-
Notifications
You must be signed in to change notification settings - Fork 1
agentic harness
title: Agentic Harness category: concepts tags: [harness, agents, pipeline, architecture] status: developing created: 2026年04月28日 updated: 2026年04月28日 sources:
- "harness-implementation-plan" related:
- "spec-hardening"
- "structured-planning"
- "grounding-checkpoints"
- "adversarial-verification"
- "automated-observability"
- "persistent-memory"
- "schema-orchestration"
- "wiki-query-interface" summary: An 8-layer mandatory pipeline that every task flows through — spec hardening, planning, execution, QA, critics, observability, memory, and orchestration. No layer can be skipped. provenance: extracted: 0.8 inferred: 0.2 ambiguous: 0.0
An 8-layer agent-native engineering harness for the ultimate-pi project. The pipeline is mandatory and always-on — every task flows through all 8 layers in sequence. Tuning parameters control behavior within layers, not whether they run.
Architecture: pi.dev TypeScript extensions implement intelligence (spec hardening, planning, QA, critics, observability, memory). Archon implements orchestration (workflow DAG execution, worktree isolation, human approval gates, loop nodes, persistent run history).
User request
→ [L1] harden-spec → resolve ambiguities → spec_hardened
→ [L2] create-plan → review-plan → approve-plan → plan_approved
→ [Archon] orchestrate via workflow YAML
→ [L3] execute-next-task (grounding checkpoints)
→ subtask_completed
→ [L4] generate-tests + run-tests (spec-only, black-box)
→ subtask_tested (if green) or rework (if red)
→ [L5] run-critics → subtask_verified or subtask_failed
→ if verified: [L6] enforce-observability → subtask_observable
→ if failed: rework loop
→ ALL_TASKS_COMPLETE
→ [L7] capture-memory → store patterns + decisions
| # | Layer | Purpose | Key Principle |
|---|---|---|---|
| 1 | spec-hardening | Block execution until underspecified inputs are resolved | Ambiguity is a bug |
| 2 | structured-planning | Machine-readable task DAG reviewed before code begins | No code without a plan |
| 3 | grounding-checkpoints | Smallest verifiable change + mandatory re-grounding against spec | Drift detection prevents scope creep |
| 4 | adversarial-verification | Critic agents attack solutions; no cooperative review | No code ships without adversarial review |
| 5 | automated-observability | Instrumentation is part of definition-of-done | Metrics before merge |
| 6 | persistent-memory | Wiki as knowledge base + claude-obsidian skills | The system must improve over time |
| 7 | schema-orchestration | Archon workflow DAG orchestrates all layers | Structured data flow, not narrative coordination |
| 8 | wiki-query-interface | LLM-native search via claude-obsidian skills (ADR-009) | hot.md → index.md → pages |
- ADR-008: Layer 4 (QA) generates tests from spec ONLY — never from implementation code (black-box testing)
- ADR-009: Layer 6 (Memory) uses claude-obsidian skills in GitHub Mode B — no custom WikiKnowledgeBase class, no Vectra, no embedding model
- No skip rule: Verification is mandatory.

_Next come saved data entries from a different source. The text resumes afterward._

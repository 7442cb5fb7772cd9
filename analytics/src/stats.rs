//! Sample statistics over return series
//!
//! Moment calculations use the sample (n-1) convention throughout:
//! - Covariance matrix: entry (0,1) is Cov(x, y), entry (1,1) is Var(y)
//! - Beta: `β = Cov(stock, market) / Var(market)`
//! - Percentile: empirical, linearly interpolated between order statistics

use crate::error::{AnalyticsError, Result};
use nalgebra::Matrix2;
use statrs::statistics::Statistics;

/// Sample covariance matrix of two equally-long return series
pub fn covariance_matrix(xs: &[f64], ys: &[f64]) -> Result<Matrix2<f64>> {
    if xs.len() != ys.len() {
        return Err(AnalyticsError::LengthMismatch {
            left: xs.len(),
            right: ys.len(),
        });
    }
    if xs.len() < 2 {
        return Err(AnalyticsError::InsufficientData(format!(
            "need at least 2 paired observations, got {}",
            xs.len()
        )));
    }

    let cov = xs.covariance(ys);
    Ok(Matrix2::new(xs.variance(), cov, cov, ys.variance()))
}

/// Beta of `stock` relative to `market`
pub fn beta(stock: &[f64], market: &[f64]) -> Result<f64> {
    let cov = covariance_matrix(stock, market)?;

    let market_variance = cov[(1, 1)];
    if market_variance == 0.0 {
        return Err(AnalyticsError::ZeroVariance(
            "market returns have zero variance".to_string(),
        ));
    }

    Ok(cov[(0, 1)] / market_variance)
}

/// Empirical percentile of `values`
///
/// `pct` is on the 0-100 scale; pct = 5.0 is the lower 5% tail. The result is
/// linearly interpolated between the two nearest order statistics.
pub fn percentile(values: &[f64], pct: f64) -> Result<f64> {
    if !(0.0..=100.0).contains(&pct) {
        return Err(AnalyticsError::InvalidPercentile(pct));
    }
    if values.is_empty() {
        return Err(AnalyticsError::InsufficientData(
            "no observations for percentile".to_string(),
        ));
    }

    let mut sorted = values.to_vec();
    sorted.sort_by(f64::total_cmp);

    let rank = pct / 100.0 * (sorted.len() - 1) as f64;
    let lo = rank.floor() as usize;
    let hi = rank.ceil() as usize;
    if lo == hi {
        return Ok(sorted[lo]);
    }

    let weight = rank - lo as f64;
    Ok(sorted[lo] * (1.0 - weight) + sorted[hi] * weight)
}

#[cfg(test)]
mod tests {
    use super::*;
    use approx::assert_relative_eq;

    #[test]
    fn test_covariance_matrix_is_symmetric() {
        let xs = [0.01, 0.02, -0.01, 0.015];
        let ys = [0.008, 0.015, -0.012, 0.01];

        let cov = covariance_matrix(&xs, &ys).unwrap();

        assert_eq!(cov[(0, 1)], cov[(1, 0)]);
        assert!(cov[(0, 0)] > 0.0);
        assert!(cov[(1, 1)] > 0.0);
    }

    #[test]
    fn test_beta_of_series_against_itself_is_one() {
        let returns = [0.01, -0.02, 0.015, 0.005, -0.01];

        let beta = beta(&returns, &returns).unwrap();
        assert_relative_eq!(beta, 1.0, epsilon = 1e-12);
    }

    #[test]
    fn test_beta_scales_with_amplified_market() {
        let market = [0.01, -0.02, 0.015, 0.005, -0.01];
        let stock: Vec<f64> = market.iter().map(|r| r * 2.0).collect();

        let beta = beta(&stock, &market).unwrap();
        assert_relative_eq!(beta, 2.0, epsilon = 1e-12);
    }

    #[test]
    fn test_beta_rejects_zero_market_variance() {
        let stock = [0.01, 0.02, 0.03];
        let market = [0.01, 0.01, 0.01];

        let result = beta(&stock, &market);
        assert!(matches!(result, Err(AnalyticsError::ZeroVariance(_))));
    }

    #[test]
    fn test_beta_rejects_mismatched_lengths() {
        let result = beta(&[0.01, 0.02], &[0.01]);
        assert!(matches!(
            result,
            Err(AnalyticsError::LengthMismatch { left: 2, right: 1 })
        ));
    }

    #[test]
    fn test_percentile_interpolates() {
        let values = [1.0, 2.0, 3.0, 4.0];

        // rank = 0.5 * 3 = 1.5, halfway between 2.0 and 3.0
        let median = percentile(&values, 50.0).unwrap();
        assert_relative_eq!(median, 2.5, epsilon = 1e-12);
    }

    #[test]
    fn test_percentile_endpoints() {
        let values = [3.0, 1.0, 2.0];

        assert_eq!(percentile(&values, 0.0).unwrap(), 1.0);
        assert_eq!(percentile(&values, 100.0).unwrap(), 3.0);
    }

    #[test]
    fn test_percentile_rejects_out_of_range() {
        let values = [1.0, 2.0];
        assert!(matches!(
            percentile(&values, 101.0),
            Err(AnalyticsError::InvalidPercentile(_))
        ));
        assert!(matches!(
            percentile(&values, -1.0),
            Err(AnalyticsError::InvalidPercentile(_))
        ));
    }

    #[test]
    fn test_percentile_rejects_empty() {
        assert!(matches!(
            percentile(&[], 5.0),
            Err(AnalyticsError::InsufficientData(_))
        ));
    }
}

Agent confidence is not evidence. Every layer runs for every task.
- Config tunes behavior, not enablement: e.g., which critics to run, grounding interval, coverage target — but layers cannot be disabled
Phased: schemas → memory (L7) → spec hardening (L1) → planner (L2) → execution+grounding (L3) → QA (L4) → critics (L5) → observability (L6) → Archon workflow (L8)
~17,500 tokens overhead per subtask. Typical 5-subtask plan: ~83,500 tokens + coding tokens.
All inter-layer data contracts live in lib/harness-schemas.ts. Config schema in lib/harness-config.ts — tuning only, no enable/disable.